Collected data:
• • • •
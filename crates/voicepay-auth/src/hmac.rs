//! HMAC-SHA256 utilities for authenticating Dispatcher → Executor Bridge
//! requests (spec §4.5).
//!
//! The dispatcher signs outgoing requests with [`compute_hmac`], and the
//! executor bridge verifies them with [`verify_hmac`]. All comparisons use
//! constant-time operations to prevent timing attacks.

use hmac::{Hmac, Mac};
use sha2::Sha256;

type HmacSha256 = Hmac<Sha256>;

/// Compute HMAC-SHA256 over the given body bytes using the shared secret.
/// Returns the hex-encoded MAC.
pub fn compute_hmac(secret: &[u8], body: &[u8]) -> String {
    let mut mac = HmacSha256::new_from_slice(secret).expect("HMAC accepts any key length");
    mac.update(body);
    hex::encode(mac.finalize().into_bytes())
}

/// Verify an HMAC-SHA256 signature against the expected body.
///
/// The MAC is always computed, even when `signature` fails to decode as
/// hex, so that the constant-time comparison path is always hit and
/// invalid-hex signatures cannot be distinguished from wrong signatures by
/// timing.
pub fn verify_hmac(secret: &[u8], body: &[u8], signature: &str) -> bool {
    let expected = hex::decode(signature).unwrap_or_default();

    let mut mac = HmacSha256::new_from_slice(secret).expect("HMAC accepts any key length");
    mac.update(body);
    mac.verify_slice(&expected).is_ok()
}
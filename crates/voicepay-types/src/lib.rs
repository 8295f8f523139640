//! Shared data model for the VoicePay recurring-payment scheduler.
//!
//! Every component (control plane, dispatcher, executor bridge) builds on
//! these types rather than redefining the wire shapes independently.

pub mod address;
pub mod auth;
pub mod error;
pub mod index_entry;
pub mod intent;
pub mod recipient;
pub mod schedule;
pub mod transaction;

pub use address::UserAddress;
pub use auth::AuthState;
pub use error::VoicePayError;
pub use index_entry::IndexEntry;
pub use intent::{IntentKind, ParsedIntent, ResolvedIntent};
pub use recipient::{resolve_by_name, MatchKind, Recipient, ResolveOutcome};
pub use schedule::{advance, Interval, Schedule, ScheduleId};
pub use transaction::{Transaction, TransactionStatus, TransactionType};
• • • •
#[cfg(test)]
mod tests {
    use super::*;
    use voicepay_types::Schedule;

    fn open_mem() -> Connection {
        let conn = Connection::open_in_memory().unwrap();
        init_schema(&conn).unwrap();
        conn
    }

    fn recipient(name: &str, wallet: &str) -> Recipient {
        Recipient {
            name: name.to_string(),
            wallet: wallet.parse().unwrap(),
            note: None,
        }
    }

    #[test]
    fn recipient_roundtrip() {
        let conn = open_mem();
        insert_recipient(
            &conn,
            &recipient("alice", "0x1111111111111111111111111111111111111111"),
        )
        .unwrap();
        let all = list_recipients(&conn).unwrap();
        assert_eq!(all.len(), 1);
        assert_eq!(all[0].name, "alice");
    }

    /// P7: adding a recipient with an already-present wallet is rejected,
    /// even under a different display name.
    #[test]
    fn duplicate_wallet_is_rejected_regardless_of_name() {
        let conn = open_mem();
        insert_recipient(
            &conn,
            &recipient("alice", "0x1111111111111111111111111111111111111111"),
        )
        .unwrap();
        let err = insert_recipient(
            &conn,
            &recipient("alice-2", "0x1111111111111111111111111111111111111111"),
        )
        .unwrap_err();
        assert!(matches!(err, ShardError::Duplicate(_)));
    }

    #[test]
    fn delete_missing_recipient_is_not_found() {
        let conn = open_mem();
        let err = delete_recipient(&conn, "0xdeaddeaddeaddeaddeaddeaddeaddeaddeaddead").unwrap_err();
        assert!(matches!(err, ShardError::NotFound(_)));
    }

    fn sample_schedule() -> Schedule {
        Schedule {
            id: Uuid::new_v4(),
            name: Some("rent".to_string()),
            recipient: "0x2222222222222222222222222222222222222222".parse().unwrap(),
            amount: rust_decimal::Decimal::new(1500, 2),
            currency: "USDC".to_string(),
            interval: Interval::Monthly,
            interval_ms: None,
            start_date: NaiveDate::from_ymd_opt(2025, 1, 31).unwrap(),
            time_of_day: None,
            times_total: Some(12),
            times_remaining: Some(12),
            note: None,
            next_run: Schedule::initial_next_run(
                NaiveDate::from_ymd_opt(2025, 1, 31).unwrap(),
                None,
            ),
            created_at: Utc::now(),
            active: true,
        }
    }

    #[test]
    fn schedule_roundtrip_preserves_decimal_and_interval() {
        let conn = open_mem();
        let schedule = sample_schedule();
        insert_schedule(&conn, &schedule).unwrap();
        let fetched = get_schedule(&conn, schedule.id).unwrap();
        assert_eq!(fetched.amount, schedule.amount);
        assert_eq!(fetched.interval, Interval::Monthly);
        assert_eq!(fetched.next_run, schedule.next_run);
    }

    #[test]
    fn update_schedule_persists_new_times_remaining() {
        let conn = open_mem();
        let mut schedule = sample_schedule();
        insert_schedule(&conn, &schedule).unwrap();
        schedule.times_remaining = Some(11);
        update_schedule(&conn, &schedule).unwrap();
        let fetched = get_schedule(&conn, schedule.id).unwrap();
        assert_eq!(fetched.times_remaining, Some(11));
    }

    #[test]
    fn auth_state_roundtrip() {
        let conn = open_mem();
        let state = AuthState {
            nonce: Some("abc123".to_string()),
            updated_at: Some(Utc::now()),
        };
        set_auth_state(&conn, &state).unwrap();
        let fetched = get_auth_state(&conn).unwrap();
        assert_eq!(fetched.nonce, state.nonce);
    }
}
• • • •
▸ **PROBLEM DESCRIPTION**: The entries above hold a line with "filename crates/voicepay-auth/src/hmac.rs" and a later line with "pub mod intent;". Write out exactly those lines and all lines between, nothing more.

▸ **SOLUTION BELOW**:
filename crates/voicepay-auth/src/hmac.rs
//! HMAC-SHA256 utilities for authenticating Dispatcher → Executor Bridge
//! requests (spec §4.5).
//!
//! The dispatcher signs outgoing requests with [`compute_hmac`], and the
//! executor bridge verifies them with [`verify_hmac`]. All comparisons use
//! constant-time operations to prevent timing attacks.

use hmac::{Hmac, Mac};
use sha2::Sha256;

type HmacSha256 = Hmac<Sha256>;

/// Compute HMAC-SHA256 over the given body bytes using the shared secret.
/// Returns the hex-encoded MAC.
pub fn compute_hmac(secret: &[u8], body: &[u8]) -> String {
    let mut mac = HmacSha256::new_from_slice(secret).expect("HMAC accepts any key length");
    mac.update(body);
    hex::encode(mac.finalize().into_bytes())
}

/// Verify an HMAC-SHA256 signature against the expected body.
///
/// The MAC is always computed, even when `signature` fails to decode as
/// hex, so that the constant-time comparison path is always hit and
/// invalid-hex signatures cannot be distinguished from wrong signatures by
/// timing.
pub fn verify_hmac(secret: &[u8], body: &[u8], signature: &str) -> bool {
    let expected = hex::decode(signature).unwrap_or_default();

    let mut mac = HmacSha256::new_from_slice(secret).expect("HMAC accepts any key length");
    mac.update(body);
    mac.verify_slice(&expected).is_ok()
}
filename crates/voicepay-types/src/lib.rs
repository 8295f8f523139640
//! Shared data model for the VoicePay recurring-payment scheduler.
//!
//! Every component (control plane, dispatcher, executor bridge) builds on
//! these types rather than redefining the wire shapes independently.

pub mod address;
pub mod auth;
pub mod error;
pub mod index_entry;
pub mod intent;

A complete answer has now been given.